Mas voltando ao zelador, hoje eu notei o dono do bar, outro do qual não sei o nome, discutindo com ele em um canto. Apontava para todos os lados, assim ficava difícil de saber do que estava falando, mas deixou escapar uma ou duas palavras sobre "privilégios" e "regalias", dão na mesma.

Não como se o homem tivesse dado algo a mais para algum cliente, além do câncer de pulmão enrolado num papel e dos lanches da morte. Era como se o zelador tivesse se aproveitado de alguma situação. Talvez o livro caixa? O homem não falou nada, só continuou a passar pano nas mesas, o homem máquina. Todo o orgulho sugado com aspirador, nenhum amor próprio.

O ser que eu olhava não era mais humano, estava em tal estado servil que nem reparava mais quando lhe chamavam a atenção. Apenas continuava preso à sua rotina, como eu. Estarei sendo vítima de meus hábitos?

Será que é algum tipo de carência afetiva que leva a me imaginar sendo outro?

Saí do bar bem devagar, jogando uma nota de cinco em cima do sujeito que gritava, como se fosse uma luva, eu queria era esbofeteá-lo com aquela nota, fazê-lo engolir o café sem qualidade por outros lugares que passavam longe da boca. Já na esquina, quase na Rua XV de Novembro parei e olhei o mesmo mendigo de todos os dias. Falta-lhe a maioria dos dentes, ele não fala, apenas resmunga, grunhindo como um leitão, é gordo e as pernas são amputadas, todo dia às seis e quinze vem um homem, na casa de seus quarenta anos, trazer o "mendigo" em um carro seminovo, mas bem conservado. Ouvi dizer que esse apanhador de esmolas empresta dinheiro a juros em alguns pontos da região metropolitana.

Já derrubei, quase que automaticamente, algumas moedas na lata de achocolatado que ele mantém para este fim. Ao me inteirar dos boatos comecei a deixar o troco no bar mesmo, na conta, como diz o dono, para tomar café nos dias em que eventualmente deixo a carteira no apartamento. Nada de esmolas desde então.
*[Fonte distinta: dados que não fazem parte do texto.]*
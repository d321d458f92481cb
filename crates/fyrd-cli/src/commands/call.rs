//! Call command implementation.
//!
//! Submit a function call with JSON arguments as a job.

use anyhow::{Context, Result};
use serde_json::Value;

use fyrd_sched::options::{parse_assignment, spec};
use fyrd_sched::{FunctionCall, Job, JobOptions, OptionTable};

use super::common::{Paths, Session, build_job, run_job};
use crate::JobArgs;

/// Execute the call command.
pub async fn execute(
    paths: &Paths,
    function: &str,
    args: &[String],
    kwargs: &[String],
    imports: &[String],
    job_args: &JobArgs,
) -> Result<()> {
    let session = Session::open(paths).await?;

    let mut call = FunctionCall::new(function).with_args(args.iter().map(|a| json_arg(a)));
    for raw in kwargs {
        let (key, value) =
            parse_assignment(raw).with_context(|| format!("Invalid keyword argument '{raw}'"))?;
        call = call.with_kwarg(key, json_arg(&value));
    }

    let (imports, options) = merge_imports(imports, &job_args.options)?;
    let job_args = JobArgs {
        options,
        ..job_args.clone()
    };

    let mut builder = Job::function(call);
    if !imports.is_empty() {
        builder = builder.option("imports", imports);
    }

    let job = build_job(&session.config, builder, &job_args)?;
    run_job(&session, job, &job_args).await
}

/// Pull `imports` out of the `-o` assignments and add the `--import` statements.
///
/// Each `--import` is kept whole, so `from os import path, sep` stays one statement.
/// Returns the imports and the remaining assignments.
pub fn merge_imports(imports: &[String], options: &[String]) -> Result<(Vec<String>, Vec<String>)> {
    let mut merged: Vec<String> = Vec::new();
    let mut rest = Vec::new();
    for raw in options {
        let (key, value) = parse_assignment(raw)?;
        if spec(OptionTable::Function, &key).is_some_and(|s| s.name == "imports") {
            let mut parsed = JobOptions::new(OptionTable::Function);
            parsed.set("imports", value)?;
            merged.extend(parsed.imports());
        } else {
            rest.push(raw.clone());
        }
    }
    merged.extend(imports.iter().map(|i| i.trim().to_string()));

    let mut unique = Vec::with_capacity(merged.len());
    for import in merged {
        if !import.is_empty() && !unique.contains(&import) {
            unique.push(import);
        }
    }
    Ok((unique, rest))
}

/// Parse an argument as JSON, falling back to a plain string.
pub fn json_arg(raw: &str) -> Value {
    serde_json::from_str(raw).unwrap_or_else(|_| Value::String(raw.to_string()))
}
O cigarro do zelador queimou meus pulmões como deveria, então saquei do bolso meu pacote de balas de hortelã que já estava pela metade, tenho que me lembrar disso quando sair daqui. As balas estavam meio pegajosas, devido ao calor do meu pijama e ao tempo que estavam lá. Coloquei duas na boca e respirei fundo, como faz uma criança ao provar o mentol refrescante, ninguém mais repara em mim e em meus trajes, eu posso ir até a banca comprar o jornal, caminhar pelas lojas e sambar em meio à rua das flores que ninguém nota. Tornei-me tão invisível quanto o zelador e o mendigo são invisíveis para mim, apenas um convívio temporário e imperceptível no dia a dia das pessoas.